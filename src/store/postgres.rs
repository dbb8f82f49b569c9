//! PostgreSQL Ledger Store
//!
//! `accounts` rows carry a `version` column used as the optimistic
//! concurrency token. Both legs of a transfer are applied by ONE conditional
//! `UPDATE`, so a stale leg can never be written while the other succeeds.

use async_trait::async_trait;
use sqlx::postgres::{PgConnection, PgRow};
use sqlx::{PgPool, Postgres, Row, Transaction};

use super::error::{ContentionPolicy, StoreError};
use super::{BalanceUpdate, LedgerStore, LedgerTx};
use crate::account::{Account, NewAccount, models::INITIAL_VERSION};
use crate::core_types::{AccountId, TransferId};
use crate::transfer::types::{NewTransfer, Transfer};

const SELECT_ACCOUNT: &str = r#"
    SELECT id, balance, version, created_at, updated_at
    FROM accounts
    WHERE id = $1
"#;

const SELECT_TRANSFER: &str = r#"
    SELECT id, source_account_id, destination_account_id, amount, created_at
    FROM transfers
    WHERE id = $1
"#;

/// Two-row compare-and-swap. A row is changed only if its id AND version
/// match; the caller inspects `rows_affected()` instead of trusting it.
const CAS_BALANCES: &str = r#"
    UPDATE accounts
    SET balance = CASE
            WHEN id = $1 THEN $3
            WHEN id = $4 THEN $6
            ELSE balance
        END,
        version = version + 1,
        updated_at = NOW()
    WHERE (id = $1 AND version = $2)
       OR (id = $4 AND version = $5)
"#;

/// PostgreSQL-backed [`LedgerStore`]
#[derive(Clone)]
pub struct PgLedgerStore {
    pool: PgPool,
    policy: ContentionPolicy,
    lock_timeout_ms: u64,
}

impl PgLedgerStore {
    pub fn new(pool: PgPool, policy: ContentionPolicy) -> Self {
        Self {
            pool,
            policy,
            lock_timeout_ms: 0,
        }
    }

    /// Bound how long a transfer waits on a row lock (SQLSTATE 55P03 on expiry)
    pub fn with_lock_timeout(mut self, lock_timeout_ms: u64) -> Self {
        self.lock_timeout_ms = lock_timeout_ms;
        self
    }
}

#[async_trait]
impl LedgerStore for PgLedgerStore {
    async fn begin(&self) -> Result<Box<dyn LedgerTx>, StoreError> {
        let mut tx = self
            .pool
            .begin()
            .await
            .map_err(|e| self.policy.classify(e))?;

        if self.lock_timeout_ms > 0 {
            // SET does not take bind parameters; the value is an integer
            let stmt = format!("SET LOCAL lock_timeout = {}", self.lock_timeout_ms);
            sqlx::query(&stmt)
                .execute(&mut *tx)
                .await
                .map_err(|e| self.policy.classify(e))?;
        }

        Ok(Box::new(PgLedgerTx {
            tx: Some(tx),
            policy: self.policy.clone(),
        }))
    }

    async fn get_account(&self, id: AccountId) -> Result<Option<Account>, StoreError> {
        let row = sqlx::query(SELECT_ACCOUNT)
            .bind(id as i64)
            .fetch_optional(&self.pool)
            .await
            .map_err(|e| self.policy.classify(e))?;

        row.map(|r| row_to_account(&r))
            .transpose()
            .map_err(|e| self.policy.classify(e))
    }

    async fn insert_account(&self, account: &NewAccount) -> Result<Account, StoreError> {
        let row = sqlx::query(
            r#"
            INSERT INTO accounts (id, balance, version, created_at, updated_at)
            VALUES ($1, $2, $3, NOW(), NOW())
            RETURNING id, balance, version, created_at, updated_at
            "#,
        )
        .bind(account.id() as i64)
        .bind(account.initial_balance())
        .bind(INITIAL_VERSION as i64)
        .fetch_one(&self.pool)
        .await
        .map_err(|e| self.policy.classify(e))?;

        row_to_account(&row).map_err(|e| self.policy.classify(e))
    }

    async fn get_transfer(&self, id: TransferId) -> Result<Option<Transfer>, StoreError> {
        let row = sqlx::query(SELECT_TRANSFER)
            .bind(id as i64)
            .fetch_optional(&self.pool)
            .await
            .map_err(|e| self.policy.classify(e))?;

        row.map(|r| row_to_transfer(&r))
            .transpose()
            .map_err(|e| self.policy.classify(e))
    }

    async fn ping(&self) -> Result<(), StoreError> {
        sqlx::query("SELECT 1")
            .execute(&self.pool)
            .await
            .map_err(|e| self.policy.classify(e))?;
        Ok(())
    }
}

/// One transfer attempt. Dropped without commit = rolled back by sqlx.
pub struct PgLedgerTx {
    tx: Option<Transaction<'static, Postgres>>,
    policy: ContentionPolicy,
}

impl PgLedgerTx {
    fn conn(&mut self) -> Result<&mut PgConnection, StoreError> {
        self.tx
            .as_mut()
            .map(|tx| &mut **tx)
            .ok_or(StoreError::TransactionClosed)
    }
}

#[async_trait]
impl LedgerTx for PgLedgerTx {
    async fn get_account(&mut self, id: AccountId) -> Result<Option<Account>, StoreError> {
        let policy = self.policy.clone();
        let row = sqlx::query(SELECT_ACCOUNT)
            .bind(id as i64)
            .fetch_optional(self.conn()?)
            .await
            .map_err(|e| policy.classify(e))?;

        row.map(|r| row_to_account(&r))
            .transpose()
            .map_err(|e| policy.classify(e))
    }

    async fn apply_balance_updates(
        &mut self,
        updates: &[BalanceUpdate; 2],
    ) -> Result<u64, StoreError> {
        let policy = self.policy.clone();
        let [first, second] = updates;
        let result = sqlx::query(CAS_BALANCES)
            .bind(first.account_id as i64)
            .bind(first.expected_version as i64)
            .bind(&first.new_balance)
            .bind(second.account_id as i64)
            .bind(second.expected_version as i64)
            .bind(&second.new_balance)
            .execute(self.conn()?)
            .await
            .map_err(|e| policy.classify(e))?;

        Ok(result.rows_affected())
    }

    async fn insert_transfer(&mut self, transfer: &NewTransfer) -> Result<Transfer, StoreError> {
        let policy = self.policy.clone();
        let row = sqlx::query(
            r#"
            INSERT INTO transfers (source_account_id, destination_account_id, amount, created_at)
            VALUES ($1, $2, $3, NOW())
            RETURNING id, source_account_id, destination_account_id, amount, created_at
            "#,
        )
        .bind(transfer.source_account_id as i64)
        .bind(transfer.destination_account_id as i64)
        .bind(&transfer.amount)
        .fetch_one(self.conn()?)
        .await
        .map_err(|e| policy.classify(e))?;

        row_to_transfer(&row).map_err(|e| policy.classify(e))
    }

    async fn commit(&mut self) -> Result<(), StoreError> {
        let tx = self.tx.take().ok_or(StoreError::TransactionClosed)?;
        tx.commit().await.map_err(|e| self.policy.classify(e))
    }

    async fn rollback(&mut self) -> Result<(), StoreError> {
        let tx = self.tx.take().ok_or(StoreError::TransactionClosed)?;
        tx.rollback().await.map_err(|e| self.policy.classify(e))
    }
}

fn row_to_account(row: &PgRow) -> Result<Account, sqlx::Error> {
    Ok(Account {
        id: row.try_get::<i64, _>("id")? as u64,
        balance: row.try_get("balance")?,
        version: row.try_get::<i64, _>("version")? as u64,
        created_at: row.try_get("created_at")?,
        updated_at: row.try_get("updated_at")?,
    })
}

fn row_to_transfer(row: &PgRow) -> Result<Transfer, sqlx::Error> {
    Ok(Transfer {
        id: row.try_get::<i64, _>("id")? as u64,
        source_account_id: row.try_get::<i64, _>("source_account_id")? as u64,
        destination_account_id: row.try_get::<i64, _>("destination_account_id")? as u64,
        amount: row.try_get("amount")?,
        created_at: row.try_get("created_at")?,
    })
}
———
HOW TO COMPLETE THIS TASK
Work out how many lines of the records contain the word "transfers", and give only that number.

OUTPUT BELOW
2